Scan the records below. List lines holding "commands".
-- Material for this exercise follows --
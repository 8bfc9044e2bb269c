//! Testing infrastructure for pypiserver integration tests.
//!
//! This crate provides the glue used by integration suites that drive a
//! live package index:
//! - `commands`: argument-vector builders for pip, twine, pypiserver, and
//!   venv creation
//! - `process`: synchronous and background subprocess execution
//! - `env`: scoped guards for PATH, venv activation, and the working
//!   directory
//! - `fixtures`: disposable virtual environments and bundled sample data

pub mod commands;
pub mod env;
pub mod error;
pub mod fixtures;
pub mod process;

pub use error::{Error, Result};
pub use fixtures::{ActiveVenv, VenvFixture};
pub use process::BackgroundProcess;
-- Material for this exercise concluded --
> **Response to this task**
//! - `commands`: argument-vector builders for pip, twine, pypiserver, and
pub mod commands;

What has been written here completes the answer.